Seçim öncesi ile seçim sonrası fotoğrafa bakıyorum; Büyük çoğunluk sonuçlar üzerinden saldırıyor, oysa seçim öncesi iktidar yolculuğunun bireyleri olarak trene binmiş, el sallıyorlardı. Öngörüsüz muhterisler, sonuçlar üzerinden yaptıkları yorumlarla, analizlerle kendilerine haklılık alanı yaratırlar.
Öngörülerimiz tutmayabilir, düşündüklerimiz gerçekleşmeyebilir. Böyle olmadı diye, birlikte yol yürüyenlerin birbirlerini terk etmeleri ne demek?
‘Ben demiştim’ kelimesinin arkasına sığınanların sayısı her nedense bu tür zamanlarda, yani son seçim sonuçlarından sonra nasıl da tavan yaptı.
Çok şaşırdım!
Kemal beyi içeriden, dışarıdan satan satana, danışmanlardan MYK üyelerine kadar.
Sürekli görevde kalmak isteyenler, kıdemliler; milletvekili, parti meclisi üyesi, il, ilçe başkanı oldukları sürece her şey güllük gülistanlık, CHP çok iyi. Görev değişikliği ya da dinlenme önerildiğinde, yönetim kadrosundan uzaklaştırıldığında, ‘Böyle parti mi olur, rezalet, başaramazlar, kazanamazlar’ gibi bir güruhun varlığı devam ettiği sürece parti uzun soluklu yol yürüyemez.
Şimdi de değişim deniliyor, ancak, içeride ‘Virüs’ var, değişime izin vermez.
Hayata geçirilmesi gereken ‘Yapısal değişiklik’ için Sayın Kemal Kılıçdaroğlu’nun önünde çok uzun bir zaman vardı, heba edildi, bugünlere gelindi. Hiç kimse yerine bir başkasını hazırlamadı, geleceğe alternatif olacak genç bir yönetim kadrosu hazır hale getirilebilirdi, ancak 5-6-7 dönem yöneticilik ve Milletvekilliğini garantiye alanlar buna izin vermedi. Parti Genel merkezinde, Meclis grubunda gelecek için hazırlanan bir tek kişiye dahi tanık olmadım.
Kurultay’a ya da yerel seçimlere kadar samimi bir durum yaratılabilir mi?
Çok emin değilim, ancak umutsuz da değilim.
Her gecenin bir sabahı vardır, yarınlar her zaman bir umuttur.
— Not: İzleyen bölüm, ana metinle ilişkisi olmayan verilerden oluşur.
//! PDF serialization of a worksheet plan.
//!
//! The renderer is a thin walker over [`WorksheetPlan`]: all geometry was
//! decided by the layout engine; this module only turns rectangles, segments
//! and label lines into printpdf operations. Serialization is the one phase
//! whose failure propagates to the caller as a hard error.

pub mod fonts;

use printpdf::{
    BuiltinFont, Color, IndirectFontRef, Line, Mm, PdfDocument, PdfLayerReference, Point, Rgb,
};
use thiserror::Error;

use crate::layout::font_metrics::label_metrics;
use crate::layout::{guide_grid, Cell, ContentPage, Rect, Segment, WorksheetPlan};
use crate::vocab::VocabularyEntry;
use fonts::FontSelection;

#[derive(Debug, Error)]
pub enum RenderError {
    #[error("PDF serialization failed: {0}")]
    Pdf(#[from] printpdf::Error),
}

// Type sizes in points — fixed; cells never scale type to content.
const TITLE_SIZE: f32 = 28.0;
const SCRIPT_TITLE_SIZE: f32 = 16.0;
const SUBTITLE_SIZE: f32 = 12.0;
const HEADER_SIZE: f32 = 11.0;
const GLYPH_SIZE: f32 = 32.0;
const PINYIN_SIZE: f32 = 9.0;
const GLOSS_SIZE: f32 = 8.0;
const STROKES_SIZE: f32 = 7.0;

// Label-band baselines as fractions of the band height, measured from its
// bottom edge. Positions scale with the cell; type sizes do not.
const GLYPH_BASELINE: f32 = 0.42;
const PINYIN_BASELINE: f32 = 0.28;
const GLOSS_BASELINE: f32 = 0.17;
const STROKES_BASELINE: f32 = 0.07;

/// Exam name drawn on the cover above the subtitle.
const SCRIPT_TITLE: &str = "汉语水平考试";

fn gray(level: f32) -> Color {
    Color::Rgb(Rgb::new(level, level, level, None))
}

/// Serializes a worksheet plan to PDF bytes.
pub fn render_pdf(plan: &WorksheetPlan, font: &FontSelection) -> Result<Vec<u8>, RenderError> {
    let m = plan.metrics;
    let (doc, cover_page, cover_layer) =
        PdfDocument::new(plan.cover.title.as_str(), Mm(m.width), Mm(m.height), "cover");

    let font_ref = match font {
        FontSelection::Embedded { bytes, .. } => {
            doc.add_external_font(std::io::Cursor::new(bytes.as_slice()))?
        }
        FontSelection::Builtin => doc.add_builtin_font(BuiltinFont::Helvetica)?,
    };

    draw_cover(&doc.get_page(cover_page).get_layer(cover_layer), plan, &font_ref);

    for page in &plan.pages {
        let (page_idx, layer_idx) = doc.add_page(
            Mm(m.width),
            Mm(m.height),
            format!("characters {}-{}", page.first_index, page.last_index),
        );
        draw_content_page(
            &doc.get_page(page_idx).get_layer(layer_idx),
            page,
            plan,
            &font_ref,
        );
    }

    Ok(doc.save_to_bytes()?)
}

// ────────────────────────────────────────────────────────────────────────────
// Page drawing
// ────────────────────────────────────────────────────────────────────────────

fn draw_cover(layer: &PdfLayerReference, plan: &WorksheetPlan, font: &IndirectFontRef) {
    let m = plan.metrics;
    let metrics = label_metrics();
    let center = m.width / 2.0;
    let title_y = m.height - 110.0;

    layer.set_fill_color(gray(0.1));
    layer.use_text(
        plan.cover.title.as_str(),
        TITLE_SIZE,
        Mm(metrics.centered_x(&plan.cover.title, TITLE_SIZE, center)),
        Mm(title_y),
        font,
    );

    layer.set_fill_color(gray(0.25));
    layer.use_text(
        SCRIPT_TITLE,
        SCRIPT_TITLE_SIZE,
        Mm(metrics.centered_x(SCRIPT_TITLE, SCRIPT_TITLE_SIZE, center)),
        Mm(title_y - 16.0),
        font,
    );

    layer.set_fill_color(gray(0.4));
    layer.use_text(
        plan.cover.subtitle.as_str(),
        SUBTITLE_SIZE,
        Mm(metrics.centered_x(&plan.cover.subtitle, SUBTITLE_SIZE, center)),
        Mm(title_y - 26.0),
        font,
    );
}

fn draw_content_page(
    layer: &PdfLayerReference,
    page: &ContentPage,
    plan: &WorksheetPlan,
    font: &IndirectFontRef,
) {
    let m = plan.metrics;

    layer.set_fill_color(gray(0.35));
    layer.use_text(
        format!("Characters {} - {}", page.first_index, page.last_index),
        HEADER_SIZE,
        Mm(m.margin_left),
        Mm(m.header_baseline()),
        font,
    );

    // Cell borders.
    layer.set_outline_color(gray(0.8));
    layer.set_outline_thickness(0.75);
    for cell in &page.cells {
        stroke_rect(layer, &cell.rect);
    }

    // Guide sub-grids — blank cells render these too.
    for cell in &page.cells {
        let grid = guide_grid(cell.guide_band);
        layer.set_outline_color(gray(0.75));
        layer.set_outline_thickness(0.6);
        for rule in &grid.rules {
            stroke_segment(layer, rule);
        }
        layer.set_outline_color(gray(0.88));
        layer.set_outline_thickness(0.3);
        for diagonal in &grid.diagonals {
            stroke_segment(layer, diagonal);
        }
    }

    for cell in &page.cells {
        if let Some(entry) = &cell.entry {
            draw_cell_labels(layer, cell, entry, font);
        }
    }
}

fn draw_cell_labels(
    layer: &PdfLayerReference,
    cell: &Cell,
    entry: &VocabularyEntry,
    font: &IndirectFontRef,
) {
    let metrics = label_metrics();
    let band = cell.label_band;
    let center = band.center_x();
    let baseline = |fraction: f32| band.y + band.h * fraction;

    layer.set_fill_color(gray(0.0));
    layer.use_text(
        entry.character.as_str(),
        GLYPH_SIZE,
        Mm(metrics.centered_x(&entry.character, GLYPH_SIZE, center)),
        Mm(baseline(GLYPH_BASELINE)),
        font,
    );

    layer.set_fill_color(gray(0.3));
    layer.use_text(
        entry.pinyin.as_str(),
        PINYIN_SIZE,
        Mm(metrics.centered_x(&entry.pinyin, PINYIN_SIZE, center)),
        Mm(baseline(PINYIN_BASELINE)),
        font,
    );

    let gloss = crate::layout::display_gloss(&entry.gloss);
    layer.set_fill_color(gray(0.45));
    layer.use_text(
        gloss.as_str(),
        GLOSS_SIZE,
        Mm(metrics.centered_x(&gloss, GLOSS_SIZE, center)),
        Mm(baseline(GLOSS_BASELINE)),
        font,
    );

    let strokes = format_strokes(entry.stroke_count);
    layer.set_fill_color(gray(0.55));
    layer.use_text(
        strokes.as_str(),
        STROKES_SIZE,
        Mm(metrics.centered_x(&strokes, STROKES_SIZE, center)),
        Mm(baseline(STROKES_BASELINE)),
        font,
    );
}

/// Stroke-count label. 0 is the "unknown" sentinel and shows as `?`.
fn format_strokes(count: u16) -> String {
    if count == 0 {
        "strokes: ?".to_string()
    } else {
        format!("strokes: {count}")
    }
}

// ────────────────────────────────────────────────────────────────────────────
// Primitives
// ────────────────────────────────────────────────────────────────────────────

fn stroke_segment(layer: &PdfLayerReference, s: &Segment) {
    layer.add_line(Line {
        points: vec![
            (Point::new(Mm(s.x1), Mm(s.y1)), false),
            (Point::new(Mm(s.x2), Mm(s.y2)), false),
        ],
        is_closed: false,
    });
}

fn stroke_rect(layer: &PdfLayerReference, r: &Rect) {
    layer.add_line(Line {
        points: vec![
            (Point::new(Mm(r.x), Mm(r.y)), false),
            (Point::new(Mm(r.right()), Mm(r.y)), false),
            (Point::new(Mm(r.right()), Mm(r.top())), false),
            (Point::new(Mm(r.x), Mm(r.top())), false),
        ],
        is_closed: true,
    });
}

#[cfg(test)]
mod tests {
    use super::*;
    use crate::layout::{plan_worksheet, LayoutParams, A4};
    use crate::vocab::VocabularyEntry;

    fn make_entries(n: usize) -> Vec<VocabularyEntry> {
        (0..n)
            .map(|i| VocabularyEntry {
                character: "水".to_string(),
                pinyin: "shuǐ".to_string(),
                gloss: "water".to_string(),
                stroke_count: (i % 12) as u16,
            })
            .collect()
    }

    #[test]
    fn test_render_produces_pdf_bytes() {
        let params = LayoutParams::new(9, 3).unwrap();
        let plan = plan_worksheet("HSK 2 Writing Practice", "HSK 2", &make_entries(10), params, A4);

        let bytes = render_pdf(&plan, &FontSelection::Builtin).unwrap();
        assert!(bytes.starts_with(b"%PDF"));
        assert!(bytes.len() > 1_000);
    }

    #[test]
    fn test_render_cover_only_document() {
        let params = LayoutParams::new(12, 3).unwrap();
        let plan = plan_worksheet("HSK 3 Writing Practice", "HSK 3", &[], params, A4);

        let bytes = render_pdf(&plan, &FontSelection::Builtin).unwrap();
        assert!(bytes.starts_with(b"%PDF"));
    }

    #[test]
    fn test_format_strokes_unknown_sentinel() {
        assert_eq!(format_strokes(0), "strokes: ?");
        assert_eq!(format_strokes(10), "strokes: 10");
    }
}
Yarının ne olacağı belli olmaz.
Bence Kemal Bey yerinde kalmalı, ancak, danışmanlarda dâhil olmak üzere, partiyi yukarıdan aşağıya bir daha gözden geçirmeli. Check-up şart. 13 ya da 14, sayılar çok önemli değil. Rakamlar değişir, şahsiyetler kalıcıdır.